//! Dashboard overview route.

use askama::Template;
use askama_web::WebTemplate;
use axum::extract::State;
use chrono::{DateTime, Utc};
use tracing::instrument;

use crate::db::pages::PageRepository;
use crate::db::posts::PostRepository;
use crate::error::Result;
use crate::filters;
use crate::middleware::RequireAuth;
use crate::models::Post;
use crate::state::AppState;

/// How many posts the overview shows.
const RECENT_POSTS_COUNT: usize = 5;

/// Post row for overview and list templates.
#[derive(Debug, Clone)]
pub struct PostView {
    pub id: i32,
    pub title: String,
    pub slug: String,
    pub published: bool,
    pub published_at: Option<DateTime<Utc>>,
    pub read_count: i64,
}

impl From<&Post> for PostView {
    fn from(post: &Post) -> Self {
        Self {
            id: post.id.as_i32(),
            title: post.title.clone(),
            slug: post.slug.clone(),
            published: post.published,
            published_at: post.published_at,
            read_count: post.read_count,
        }
    }
}

/// Overview page template.
#[derive(Template, WebTemplate)]
#[template(path = "dashboard/index.html")]
pub struct OverviewTemplate {
    pub username: String,
    pub site_url: String,
    pub current_path: String,
    pub page_count: i64,
    pub post_count: i64,
    pub published_count: i64,
    pub recent_posts: Vec<PostView>,
}

/// Render the overview page.
///
/// GET /
#[instrument(skip(state, user), fields(user = %user.0.username))]
pub async fn overview(
    State(state): State<AppState>,
    user: RequireAuth,
) -> Result<OverviewTemplate> {
    let RequireAuth(user) = user;

    let page_count = PageRepository::new(state.pool())
        .count_for_user(user.id)
        .await?;
    let posts_repo = PostRepository::new(state.pool());
    let (post_count, published_count) = posts_repo.count_for_user(user.id).await?;
    let recent_posts: Vec<PostView> = posts_repo
        .list_for_user(user.id)
        .await?
        .iter()
        .take(RECENT_POSTS_COUNT)
        .map(PostView::from)
        .collect();

    Ok(OverviewTemplate {
        site_url: state.config().tenant_site_url(user.username.as_str()),
        username: user.username.into_inner(),
        current_path: "/".to_owned(),
        page_count,
        post_count,
        published_count,
        recent_posts,
    })
}
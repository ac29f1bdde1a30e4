//! Post input validation and clamping.
//!
//! The editor limits mirror the public ones: at most three tags and a
//! 150-character excerpt. Over-limit input is clamped rather than rejected,
//! and each clamp is reported back as a warning so the editor can surface
//! what happened to the save.

use thiserror::Error;

use minispace_core::{Slug, SlugError};

use super::pages::parse_tags;
use crate::db::posts::PostInput;

/// Maximum number of tags per post.
pub const MAX_TAGS: usize = 3;

/// Maximum excerpt length in characters.
pub const MAX_EXCERPT_LENGTH: usize = 150;

/// Maximum post title length.
pub const MAX_TITLE_LENGTH: usize = 200;

/// Errors produced while validating post input.
#[derive(Debug, Error)]
pub enum PostInputError {
    #[error("title cannot be empty")]
    EmptyTitle,
    #[error("title must be at most {MAX_TITLE_LENGTH} characters")]
    TitleTooLong,
    #[error("invalid slug: {0}")]
    InvalidSlug(#[from] SlugError),
}

/// Raw post fields as they arrive from the form.
#[derive(Debug, Default, Clone)]
pub struct RawPostInput {
    pub title: String,
    pub slug: String,
    pub excerpt: String,
    pub body: String,
    pub tags: String,
    pub discoverable: bool,
}

/// A validated post plus warnings about clamped fields.
#[derive(Debug)]
pub struct NormalizedPost {
    pub input: PostInput,
    pub warnings: Vec<String>,
}

/// Validate and clamp raw form fields into a [`PostInput`].
///
/// # Errors
///
/// Returns a [`PostInputError`] for input that can't be clamped into shape
/// (an empty or oversized title, a malformed explicit slug).
pub fn normalize_post_input(raw: &RawPostInput) -> Result<NormalizedPost, PostInputError> {
    let mut warnings = Vec::new();

    let title = raw.title.trim();
    if title.is_empty() {
        return Err(PostInputError::EmptyTitle);
    }
    if title.chars().count() > MAX_TITLE_LENGTH {
        return Err(PostInputError::TitleTooLong);
    }

    let slug = if raw.slug.trim().is_empty() {
        Slug::from_title(title)?
    } else {
        Slug::parse(raw.slug.trim())?
    };

    let excerpt = raw.excerpt.trim();
    let excerpt = if excerpt.chars().count() > MAX_EXCERPT_LENGTH {
        warnings.push(format!(
            "excerpt truncated to {MAX_EXCERPT_LENGTH} characters"
        ));
        excerpt.chars().take(MAX_EXCERPT_LENGTH).collect()
    } else {
        excerpt.to_owned()
    };

    let (tags, dropped) = parse_tags(&raw.tags, MAX_TAGS);
    if dropped > 0 {
        warnings.push(format!("only the first {MAX_TAGS} tags were kept"));
    }

    Ok(NormalizedPost {
        input: PostInput {
            title: title.to_owned(),
            slug: slug.into_inner(),
            excerpt,
            body: raw.body.clone(),
            tags,
            discoverable: raw.discoverable,
        },
        warnings,
    })
}

/// Derive a fallback excerpt from the body when none was provided.
#[must_use]
pub fn derive_excerpt(body: &str) -> String {
    let first_paragraph = body
        .split("\n\n")
        .map(str::trim)
        .find(|p| !p.is_empty())
        .unwrap_or_default();
    first_paragraph.chars().take(MAX_EXCERPT_LENGTH).collect()
}

#[cfg(test)]
#[allow(clippy::unwrap_used)]
mod tests {
    use super::*;

    fn raw(title: &str) -> RawPostInput {
        RawPostInput {
            title: title.to_owned(),
            ..RawPostInput::default()
        }
    }

    #[test]
    fn test_clean_input_has_no_warnings() {
        let mut input = raw("Hello");
        input.excerpt = "Short and sweet.".to_owned();
        input.tags = "a, b".to_owned();
        let normalized = normalize_post_input(&input).unwrap();
        assert!(normalized.warnings.is_empty());
        assert_eq!(normalized.input.slug, "hello");
        assert_eq!(normalized.input.tags, vec!["a", "b"]);
    }

    #[test]
    fn test_oversized_excerpt_and_tags_clamped() {
        // title="Hello", 200-char excerpt, four tags: the excerpt is
        // truncated to 150 chars and only the first three tags survive,
        // with a warning for each clamp.
        let mut input = raw("Hello");
        input.excerpt = "x".repeat(200);
        input.tags = "a,b,c,d".to_owned();

        let normalized = normalize_post_input(&input).unwrap();
        assert_eq!(normalized.input.excerpt.chars().count(), MAX_EXCERPT_LENGTH);
        assert_eq!(normalized.input.tags, vec!["a", "b", "c"]);
        assert_eq!(normalized.warnings.len(), 2);
    }

    #[test]
    fn test_excerpt_truncation_respects_char_boundaries() {
        let mut input = raw("Hello");
        input.excerpt = "é".repeat(160);
        let normalized = normalize_post_input(&input).unwrap();
        assert_eq!(normalized.input.excerpt.chars().count(), MAX_EXCERPT_LENGTH);
    }

    #[test]
    fn test_empty_title_rejected() {
        assert!(matches!(
            normalize_post_input(&raw("  ")),
            Err(PostInputError::EmptyTitle)
        ));
    }

    #[test]
    fn test_oversized_title_rejected() {
        assert!(matches!(
            normalize_post_input(&raw(&"t".repeat(201))),
            Err(PostInputError::TitleTooLong)
        ));
    }

    #[test]
    fn test_derive_excerpt_takes_first_paragraph() {
        let body = "\n\nFirst paragraph here.\n\nSecond paragraph.";
        assert_eq!(derive_excerpt(body), "First paragraph here.");
        assert_eq!(derive_excerpt(""), "");
    }
}
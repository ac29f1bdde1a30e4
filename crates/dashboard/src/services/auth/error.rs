//! Authentication error types.

use thiserror::Error;

use crate::db::RepositoryError;

/// Errors that can occur during authentication operations.
#[derive(Debug, Error)]
pub enum AuthError {
    /// Invalid username format.
    #[error("invalid username: {0}")]
    InvalidUsername(#[from] minispace_core::UsernameError),

    /// Invalid email format.
    #[error("invalid email: {0}")]
    InvalidEmail(#[from] minispace_core::EmailError),

    /// Invalid credentials (wrong password or user not found).
    #[error("invalid credentials")]
    InvalidCredentials,

    /// User not found.
    #[error("user not found")]
    UserNotFound,

    /// Username or email already registered.
    #[error("user already exists")]
    UserAlreadyExists,

    /// Password too weak or invalid.
    #[error("password validation failed: {0}")]
    WeakPassword(String),

    /// Repository/database error.
    #[error("database error: {0}")]
    Repository(#[from] RepositoryError),

    /// Password hashing error.
    #[error("password hashing error")]
    PasswordHash,
}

## What you will do:
Give only the number of lines in the preceding material that contain the string "fields".

## Your response:
4